The core of the lesson involves breaking the class into groups and giving them a stack of Bible verses. The groups are challenged to sort the verses into four categories based on how much divine control or human free will is represented in the text: Meticulous Providence, Active Providence, Free Will Providence, and Dynamic Providence. They are asked to accomplish this without looking at the answer key provided on the back of the cards.


**Confronting Theological Bias**

During the exercise, participants realized how challenging it is to read scripture objectively. One of the main takeaways was that believers naturally view verses through their own theological biases, trying to force scriptures to fit their preconceived ideas of God's sovereignty. 


**Scriptural Highlights from the Exercise**

As the class reviewed their right and wrong answers, they discussed how certain verses clearly lean toward specific models:

* **Meticulous Providence:** The class correctly identified Proverbs 16:33 ("The lot is cast into the lap, but its every decision is from the Lord") as a verse that attributes absolute control and decision-making directly to God. 

* **Free Will Providence:** Verses like Joshua 24:14-15 ("Choose for yourselves today...") were recognized as clear offers of human choice. Furthermore, the teacher explained that verses mentioning being "predestined" based on God's "foreknowledge" fall into this category because they imply God makes plans based on knowing what humans will freely choose to do.

* **Active Providence:** The class revisited Romans 8:28, noting how different translations completely change the theological model. While the NASB says God *causes* all things (Meticulous), the original Greek omits the word "causes," suggesting God is actively working *within* the good and bad things of this world (Active). Another verse, Romans 16:20 (God crushing Satan), highlights this model by acknowledging an active spiritual battle where God is not the author of the evil being done.

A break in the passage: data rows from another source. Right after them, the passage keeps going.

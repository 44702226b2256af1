//! Parallel and periodic consistency of per-node decomposition values.
//!
//! Signs and scores are computed independently on every rank that holds a
//! node. [`sync_node_values`] makes them agree: first across periodic
//! partners, then across the ranks sharing the node's mesh ancestors. Nodes
//! are addressed by their [`ChildNodeAncestry`], so child nodes without mesh
//! entities take part as well.

use crate::algs::collectives::is_true_on_any;
use crate::algs::comm_sparse::{CommBuffer, CommSparse};
use crate::algs::communicator::CommTag;
use crate::cdfem::ancestry::{ChildNodeAncestry, common_sharers};
use crate::cdfem::node::{NodeArena, NodeIdx, SubElementNode};
use crate::mesh::MeshBulk;
use crate::mesh_error::CdMeshError;
use crate::topology::periodic::PeriodicNodeMap;
use crate::topology::point::{EntityId, EntityKey};
use std::collections::BTreeSet;
use std::fmt::Debug;

/// A per-node value that can be exchanged and merged.
pub trait SyncValue: Copy + Default + PartialEq + Debug {
    const TAG: CommTag;

    fn pack(&self, buf: &mut CommBuffer);
    fn unpack(buf: &mut CommBuffer) -> Result<Self, CdMeshError>;
    /// Merge two views of the same node; must be commutative.
    fn combine(self, other: Self) -> Self;
    fn get(node: &SubElementNode) -> Option<Self>;
    fn set(node: &mut SubElementNode, value: Self);
}

/// Side of the current interface: -1, 0 or +1.
#[derive(Copy, Clone, Debug, Default, PartialEq, Eq)]
pub struct NodeSign(pub i32);

impl NodeSign {
    pub fn is_on_interface(self) -> bool {
        self.0 == 0
    }
}

impl SyncValue for NodeSign {
    const TAG: CommTag = CommTag::new(0x0f00);

    fn pack(&self, buf: &mut CommBuffer) {
        buf.pack_i32(self.0);
    }

    fn unpack(buf: &mut CommBuffer) -> Result<Self, CdMeshError> {
        Ok(NodeSign(buf.unpack_i32()?))
    }

    /// A node on the interface anywhere is on it everywhere.
    fn combine(self, other: Self) -> Self {
        if self.0 == 0 || other.0 == 0 {
            NodeSign(0)
        } else {
            NodeSign(self.0.min(other.0))
        }
    }

    fn get(node: &SubElementNode) -> Option<Self> {
        node.sign
    }

    fn set(node: &mut SubElementNode, value: Self) {
        node.sign = Some(value);
    }
}

/// Quality of cutting through a node: 1 at an edge midpoint, 0 at an end.
#[derive(Copy, Clone, Debug, Default, PartialEq)]
pub struct NodeScore(pub f64);

impl SyncValue for NodeScore {
    const TAG: CommTag = CommTag::new(0x0f20);

    fn pack(&self, buf: &mut CommBuffer) {
        buf.pack_f64(self.0);
    }

    fn unpack(buf: &mut CommBuffer) -> Result<Self, CdMeshError> {
        Ok(NodeScore(buf.unpack_f64()?))
    }

    fn combine(self, other: Self) -> Self {
        NodeScore(self.0.min(other.0))
    }

    fn get(node: &SubElementNode) -> Option<Self> {
        node.score
    }

    fn set(node: &mut SubElementNode, value: Self) {
        node.score = Some(value);
    }
}

fn merge<T: SyncValue>(arena: &mut NodeArena, idx: NodeIdx, value: T) {
    let node = arena.get_mut(idx);
    let merged = match T::get(node) {
        Some(v) => v.combine(value),
        None => value,
    };
    T::set(node, merged);
}

/// Make `T` agree across periodic partners and sharing ranks. Collective.
pub fn sync_node_values<T: SyncValue, M: MeshBulk>(
    mesh: &M,
    arena: &mut NodeArena,
    periodic: &PeriodicNodeMap,
) -> Result<(), CdMeshError> {
    if is_true_on_any(mesh.comm(), !periodic.is_empty())? {
        sync_periodic::<T, M>(mesh, arena, periodic)?;
    }
    if mesh.parallel_size() > 1 {
        sync_shared::<T, M>(mesh, arena)?;
    }
    Ok(())
}

/// Owners of the leaves, or every rank when a leaf is unknown here.
fn periodic_destinations<M: MeshBulk>(mesh: &M, leaves: &BTreeSet<EntityId>) -> BTreeSet<usize> {
    let mut dest = BTreeSet::new();
    for &n in leaves {
        let key = EntityKey::node(n);
        if !mesh.is_valid(key) {
            return (0..mesh.parallel_size()).collect();
        }
        dest.insert(mesh.owner_rank(key));
    }
    dest
}

fn sync_periodic<T: SyncValue, M: MeshBulk>(
    mesh: &M,
    arena: &mut NodeArena,
    periodic: &PeriodicNodeMap,
) -> Result<(), CdMeshError> {
    let me = mesh.parallel_rank();
    let parallel = mesh.parallel_size() > 1;
    let mut local: Vec<(NodeIdx, T)> = Vec::new();
    let received = {
        let mut sparse = CommSparse::new(mesh.comm());
        for idx in arena.indices() {
            let Some(value) = T::get(arena.get(idx)) else {
                continue;
            };
            let ancestry = ChildNodeAncestry::from_node(arena, idx);
            for eq in ancestry.periodic_equivalents(periodic) {
                if let Some(other) = eq.resolve(arena) {
                    local.push((other, value));
                }
                if !parallel {
                    continue;
                }
                for p in periodic_destinations(mesh, &eq.leaf_mesh_nodes()) {
                    if p != me {
                        let buf = sparse.send_buffer(p);
                        eq.pack(buf);
                        value.pack(buf);
                    }
                }
            }
        }
        sparse.communicate(T::TAG.offset(8))?
    };
    for (idx, value) in local {
        merge(arena, idx, value);
    }
    for (_, mut buf) in received {
        while buf.remaining() {
            let ancestry = ChildNodeAncestry::unpack(&mut buf)?;
            let value = T::unpack(&mut buf)?;
            if let Some(idx) = ancestry.resolve(arena) {
                merge(arena, idx, value);
            }
        }
    }
    Ok(())
}

fn sync_shared<T: SyncValue, M: MeshBulk>(mesh: &M, arena: &mut NodeArena) -> Result<(), CdMeshError> {
    let received = {
        let mut sparse = CommSparse::new(mesh.comm());
        for idx in arena.indices() {
            let Some(value) = T::get(arena.get(idx)) else {
                continue;
            };
            let Some(dest) = common_sharers(mesh, &arena.leaf_mesh_nodes(idx)) else {
                continue;
            };
            let ancestry = ChildNodeAncestry::from_node(arena, idx);
            for p in dest {
                let buf = sparse.send_buffer(p);
                ancestry.pack(buf);
                value.pack(buf);
            }
        }
        sparse.communicate(T::TAG)?
    };
    for (_, mut buf) in received {
        while buf.remaining() {
            let ancestry = ChildNodeAncestry::unpack(&mut buf)?;
            let value = T::unpack(&mut buf)?;
            if let Some(idx) = ancestry.resolve(arena) {
                merge(arena, idx, value);
            }
        }
    }
    Ok(())
}

#[cfg(test)]
mod tests {
    use super::*;
    use crate::algs::communicator::{Communicator, NoComm, RayonComm};
    use crate::mesh::{BulkData, MetaData};
    use crate::topology::cell_type::Topology;
    use serial_test::serial;

    fn id(raw: u64) -> EntityId {
        EntityId::new(raw).unwrap()
    }

    #[test]
    fn sign_combination() {
        assert_eq!(NodeSign(1).combine(NodeSign(0)), NodeSign(0));
        assert_eq!(NodeSign(1).combine(NodeSign(-1)), NodeSign(-1));
        assert_eq!(NodeSign(1).combine(NodeSign(1)), NodeSign(1));
        assert_eq!(NodeScore(0.4).combine(NodeScore(0.2)), NodeScore(0.2));
    }

    #[test]
    fn periodic_partners_agree_locally() {
        let mesh = BulkData::new(MetaData::new(1), NoComm);
        let mut arena = NodeArena::new();
        let a = arena.add_mesh_node(id(1), [0.0; 3]);
        let b = arena.add_mesh_node(id(5), [4.0, 0.0, 0.0]);
        arena.get_mut(a).sign = Some(NodeSign(1));
        arena.get_mut(b).sign = Some(NodeSign(0));
        let periodic = PeriodicNodeMap::from_pairs([(id(1), id(5))]);
        sync_node_values::<NodeSign, _>(&mesh, &mut arena, &periodic).unwrap();
        assert_eq!(arena.get(a).sign, Some(NodeSign(0)));
        assert_eq!(arena.get(b).sign, Some(NodeSign(0)));
    }

    #[test]
    #[serial]
    fn shared_edge_node_scores_agree() {
        let handles: Vec<_> = RayonComm::world(2)
            .into_iter()
            .map(|comm| {
                std::thread::spawn(move || {
                    let me = comm.rank();
                    let mut mesh = BulkData::new(MetaData::new(1), comm);
                    mesh.modification_begin().unwrap();
                    mesh.declare_node(id(1), &[]).unwrap();
                    mesh.declare_node(id(2), &[]).unwrap();
                    mesh.declare_element(id(1 + me as u64), Topology::Line2, &[id(1), id(2)], &[])
                        .unwrap();
                    mesh.set_sharing(EntityKey::node(id(1)), &[1 - me]);
                    mesh.set_sharing(EntityKey::node(id(2)), &[1 - me]);
                    mesh.modification_end().unwrap();

                    let mut arena = NodeArena::new();
                    let a = arena.add_mesh_node(id(1), [0.0; 3]);
                    let b = arena.add_mesh_node(id(2), [1.0, 0.0, 0.0]);
                    let m = arena.create_edge_node(a, b, 0.5);
                    arena.get_mut(m).score = Some(NodeScore(if me == 0 { 0.8 } else { 0.3 }));
                    sync_node_values::<NodeScore, _>(&mesh, &mut arena, &PeriodicNodeMap::new()).unwrap();
                    arena.get(m).score.map(|s| s.0)
                })
            })
            .collect();
        let out: Vec<Option<f64>> = handles.into_iter().map(|h| h.join().unwrap()).collect();
        assert_eq!(out, vec![Some(0.3), Some(0.3)]);
    }
}
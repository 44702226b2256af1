//! Simplex topologies handled by the decomposition.
//!
//! Node numbering, edge numbering and side numbering follow the usual
//! exodus conventions: vertices first, then one midside node per edge in edge
//! order. Sides are listed by their vertices with outward orientation.

use serde::{Deserialize, Serialize};

#[derive(Clone, Copy, Debug, Eq, Hash, PartialEq, PartialOrd, Ord, Serialize, Deserialize)]
pub enum Topology {
    /// 0D side of a 1D element.
    Point,
    Line2,
    Line3,
    Tri3,
    Tri6,
    Tet4,
    Tet10,
}

const LINE_EDGES: [[usize; 2]; 1] = [[0, 1]];
const TRI_EDGES: [[usize; 2]; 3] = [[0, 1], [1, 2], [2, 0]];
const TET_EDGES: [[usize; 2]; 6] = [[0, 1], [1, 2], [2, 0], [0, 3], [1, 3], [2, 3]];

const LINE_SIDES: [&[usize]; 2] = [&[0], &[1]];
const TRI_SIDES: [&[usize]; 3] = [&[0, 1], &[1, 2], &[2, 0]];
const TET_SIDES: [&[usize]; 4] = [&[0, 1, 3], &[1, 2, 3], &[0, 3, 2], &[0, 2, 1]];

const REF_LINE: [[f64; 3]; 2] = [[0.0, 0.0, 0.0], [1.0, 0.0, 0.0]];
const REF_TRI: [[f64; 3]; 3] = [[0.0, 0.0, 0.0], [1.0, 0.0, 0.0], [0.0, 1.0, 0.0]];
const REF_TET: [[f64; 3]; 4] = [
    [0.0, 0.0, 0.0],
    [1.0, 0.0, 0.0],
    [0.0, 1.0, 0.0],
    [0.0, 0.0, 1.0],
];

impl Topology {
    pub fn name(self) -> &'static str {
        match self {
            Topology::Point => "Point",
            Topology::Line2 => "Line2",
            Topology::Line3 => "Line3",
            Topology::Tri3 => "Tri3",
            Topology::Tri6 => "Tri6",
            Topology::Tet4 => "Tet4",
            Topology::Tet10 => "Tet10",
        }
    }

    /// Topological dimension.
    pub fn dimension(self) -> usize {
        match self {
            Topology::Point => 0,
            Topology::Line2 | Topology::Line3 => 1,
            Topology::Tri3 | Topology::Tri6 => 2,
            Topology::Tet4 | Topology::Tet10 => 3,
        }
    }

    pub fn num_vertices(self) -> usize {
        self.dimension() + 1
    }

    pub fn num_nodes(self) -> usize {
        if self.is_quadratic() {
            self.num_vertices() + self.num_edges()
        } else {
            self.num_vertices()
        }
    }

    pub fn is_quadratic(self) -> bool {
        matches!(self, Topology::Line3 | Topology::Tri6 | Topology::Tet10)
    }

    /// Linear counterpart (vertices only).
    pub fn base_topology(self) -> Topology {
        match self {
            Topology::Line3 => Topology::Line2,
            Topology::Tri6 => Topology::Tri3,
            Topology::Tet10 => Topology::Tet4,
            t => t,
        }
    }

    /// Quadratic counterpart of a linear topology.
    pub fn quadratic_topology(self) -> Topology {
        match self {
            Topology::Line2 => Topology::Line3,
            Topology::Tri3 => Topology::Tri6,
            Topology::Tet4 => Topology::Tet10,
            t => t,
        }
    }

    /// Topologies the decomposition can cut.
    pub fn is_supported_element(self) -> bool {
        !matches!(self, Topology::Point)
    }

    pub fn edges(self) -> &'static [[usize; 2]] {
        match self.dimension() {
            0 => &[],
            1 => &LINE_EDGES,
            2 => &TRI_EDGES,
            _ => &TET_EDGES,
        }
    }

    pub fn num_edges(self) -> usize {
        self.edges().len()
    }

    /// Local index of the midside node of edge `edge` in the quadratic
    /// counterpart of this topology.
    pub fn edge_midside_node(self, edge: usize) -> usize {
        self.num_vertices() + edge
    }

    /// Edge ordinal joining two local vertices, if any.
    pub fn edge_between(self, a: usize, b: usize) -> Option<usize> {
        self.edges()
            .iter()
            .position(|e| (e[0] == a && e[1] == b) || (e[0] == b && e[1] == a))
    }

    pub fn num_sides(self) -> usize {
        match self.dimension() {
            0 => 0,
            d => d + 1,
        }
    }

    /// Vertices of side `side`, in outward orientation.
    pub fn side_vertices(self, side: usize) -> &'static [usize] {
        match self.dimension() {
            1 => LINE_SIDES[side],
            2 => TRI_SIDES[side],
            3 => TET_SIDES[side],
            _ => &[],
        }
    }

    /// All local nodes of side `side`, including midside nodes for quadratic
    /// topologies.
    pub fn side_nodes(self, side: usize) -> Vec<usize> {
        let verts = self.side_vertices(side);
        let mut nodes = verts.to_vec();
        if self.is_quadratic() && verts.len() > 1 {
            let side_topo = self.side_topology();
            for e in side_topo.edges() {
                let (a, b) = (verts[e[0]], verts[e[1]]);
                if let Some(edge) = self.edge_between(a, b) {
                    nodes.push(self.edge_midside_node(edge));
                }
            }
        }
        nodes
    }

    pub fn side_topology(self) -> Topology {
        match self {
            Topology::Point => Topology::Point,
            Topology::Line2 | Topology::Line3 => Topology::Point,
            Topology::Tri3 => Topology::Line2,
            Topology::Tri6 => Topology::Line3,
            Topology::Tet4 => Topology::Tri3,
            Topology::Tet10 => Topology::Tri6,
        }
    }

    /// Parametric coordinates of the vertices.
    pub fn vertex_parametric_coords(self) -> &'static [[f64; 3]] {
        match self.dimension() {
            0 => &REF_LINE[..1],
            1 => &REF_LINE,
            2 => &REF_TRI,
            _ => &REF_TET,
        }
    }
}

impl std::fmt::Display for Topology {
    fn fmt(&self, f: &mut std::fmt::Formatter<'_>) -> std::fmt::Result {
        f.write_str(self.name())
    }
}

#[cfg(test)]
mod tests {
    use super::*;

    #[test]
    fn node_counts() {
        assert_eq!(Topology::Line3.num_nodes(), 3);
        assert_eq!(Topology::Tri6.num_nodes(), 6);
        assert_eq!(Topology::Tet10.num_nodes(), 10);
        assert_eq!(Topology::Tet4.num_sides(), 4);
        assert_eq!(Topology::Point.num_sides(), 0);
    }

    #[test]
    fn tet_sides_cover_each_edge_twice() {
        let mut count = [0usize; 6];
        for s in 0..4 {
            let v = Topology::Tet4.side_vertices(s);
            for i in 0..3 {
                let e = Topology::Tet4.edge_between(v[i], v[(i + 1) % 3]).unwrap();
                count[e] += 1;
            }
        }
        assert!(count.iter().all(|&c| c == 2));
    }

    #[test]
    fn quadratic_side_nodes() {
        assert_eq!(Topology::Tri6.side_nodes(1), vec![1, 2, 4]);
        assert_eq!(Topology::Tet10.side_nodes(0), vec![0, 1, 3, 4, 8, 7]);
        assert_eq!(Topology::Line3.side_nodes(1), vec![1]);
    }
}
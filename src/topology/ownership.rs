//! Ownership and sharing metadata for mesh entities.
//!
//! The [`EntityOwnership`] table records, per entity, the owning rank and the
//! other ranks that hold a copy of it. Only nodes on partition boundaries are
//! shared in practice; entities without an entry are owned locally and not
//! shared.

use crate::topology::point::EntityId;
use std::collections::{BTreeMap, BTreeSet};

#[derive(Clone, Debug, Eq, PartialEq, serde::Serialize, serde::Deserialize)]
pub struct OwnershipEntry {
    pub owner: usize,
    /// Other ranks holding a copy (never includes the local rank).
    pub sharers: BTreeSet<usize>,
}

#[derive(Clone, Debug, serde::Serialize, serde::Deserialize)]
pub struct EntityOwnership {
    my_rank: usize,
    entries: BTreeMap<EntityId, OwnershipEntry>,
}

impl EntityOwnership {
    pub fn new(my_rank: usize) -> Self {
        Self {
            my_rank,
            entries: BTreeMap::new(),
        }
    }

    pub fn my_rank(&self) -> usize {
        self.my_rank
    }

    /// Record that `id` is shared with `sharers` and owned by the lowest rank
    /// among them and this rank.
    pub fn set_shared<I>(&mut self, id: EntityId, sharers: I)
    where
        I: IntoIterator<Item = usize>,
    {
        let sharers: BTreeSet<usize> = sharers.into_iter().filter(|&p| p != self.my_rank).collect();
        if sharers.is_empty() {
            self.entries.remove(&id);
            return;
        }
        let owner = sharers.iter().copied().chain([self.my_rank]).min().unwrap_or(self.my_rank);
        self.entries.insert(id, OwnershipEntry { owner, sharers });
    }

    /// Add one sharing rank, keeping the smallest rank as owner.
    pub fn add_sharer(&mut self, id: EntityId, rank: usize) {
        if rank == self.my_rank {
            return;
        }
        let my_rank = self.my_rank;
        let entry = self.entries.entry(id).or_insert_with(|| OwnershipEntry {
            owner: my_rank,
            sharers: BTreeSet::new(),
        });
        entry.sharers.insert(rank);
        entry.owner = entry.owner.min(rank);
    }

    pub fn remove(&mut self, id: EntityId) {
        self.entries.remove(&id);
    }

    pub fn entry(&self, id: EntityId) -> Option<&OwnershipEntry> {
        self.entries.get(&id)
    }

    pub fn owner(&self, id: EntityId) -> usize {
        self.entries.get(&id).map_or(self.my_rank, |e| e.owner)
    }

    pub fn is_locally_owned(&self, id: EntityId) -> bool {
        self.owner(id) == self.my_rank
    }

    pub fn is_shared(&self, id: EntityId) -> bool {
        self.entries.contains_key(&id)
    }

    /// Sharing ranks of `id`, excluding this rank.
    pub fn sharers(&self, id: EntityId) -> impl Iterator<Item = usize> + '_ {
        self.entries.get(&id).into_iter().flat_map(|e| e.sharers.iter().copied())
    }

    /// Iterate over all shared entities.
    pub fn shared(&self) -> impl Iterator<Item = (EntityId, &OwnershipEntry)> {
        self.entries.iter().map(|(&id, e)| (id, e))
    }
}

* **Dynamic Providence:** The class wrestled with verses where God appears to react to human decisions with surprise or emotional grief. Examples included Genesis 6, where the Lord "regretted" making man. and a passage in Jeremiah where God states, "I thought after she had done all these things, she would return to me, but she didn't". 


**The Relational Conclusion**

The teacher concludes that theologians have debated these topics for thousands of years, and believers will never perfectly figure it out or put God into a neat theological "box". The ultimate comfort when facing the inescapable wall of suffering is not perfect understanding, but gaining the wisdom to know that God is profoundly relational. He values love and human free will so much that He does not treat humans as puppets; instead, He willingly endures emotional pain and suffers alongside humanity in this war zone.